Quindi, è naturale che io non spenda molte parole sulla serata con la Compagnia al Bon Tajer , che è stata una piacevole serata ma si è purtroppo conclusa troppo presto.. è naturale perchè stanotte sono stati una serie di sms a fare la differenza.
Sono arrivata a casa molto presto, il pancino cominciava a fare proprio male.. al calduccio sotto il piumone ho avuto un dialogo inaspettato... quei messaggi che ti fanno pensare 'quest'anno inizia nel modo giusto'. Poi ti fermi un attimo a riflettere e ti chiedi se davvero vuoi perdonare ma soprattutto se davvero puoi crederci.. e prendi tempo.

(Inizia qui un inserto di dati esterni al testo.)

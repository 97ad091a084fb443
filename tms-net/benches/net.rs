//! Benchmarks for net construction and point generation.

use criterion::{criterion_group, criterion_main, BenchmarkId, Criterion};
use tms_net::{gf2poly, Niederreiter};

fn bench_construction(c: &mut Criterion) {
    let mut group = c.benchmark_group("construction");
    for &dim in &[5u32, 20, 50] {
        group.bench_with_input(BenchmarkId::from_parameter(dim), &dim, |b, &dim| {
            b.iter(|| Niederreiter::new(32, dim).unwrap());
        });
    }
    group.finish();
}

fn bench_polynomial_selection(c: &mut Criterion) {
    let mut group = c.benchmark_group("polynomial_selection");
    group.bench_function("sequential_100", |b| {
        b.iter(|| gf2poly::generate_irrpolys(100, u32::MAX));
    });
    group.bench_function("pipelined_100", |b| {
        b.iter(|| gf2poly::generate_irrpolys_in_parallel(100, u32::MAX));
    });
    group.finish();
}

fn bench_point_generation(c: &mut Criterion) {
    let net = Niederreiter::new(32, 8).unwrap();
    let mut group = c.benchmark_group("points");
    group.bench_function("streaming_65536", |b| {
        b.iter(|| {
            let mut acc = 0u64;
            net.for_each_int_point(|p, _| acc ^= p[0], 1 << 16, 0);
            acc
        });
    });
    group.bench_function("direct_65536", |b| {
        b.iter(|| {
            let mut acc = 0u64;
            for pos in 0..1u64 << 16 {
                acc ^= net.generate_int_point(pos)[0];
            }
            acc
        });
    });
    group.finish();
}

criterion_group!(
    benches,
    bench_construction,
    bench_polynomial_selection,
    bench_point_generation
);
criterion_main!(benches);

Perchè ci tieni così tanto e la scottatura brucia ancora così forte che sai di non volere e di non potere correre il rischio di bruciarti ancora.
Ma poi ti offrono un abbraccio.. non solo domani... e decidi che vuoi scoprire la verità.. interrogare quegli occhi.. ritrovare una dolcezza passata ma non dimenticata.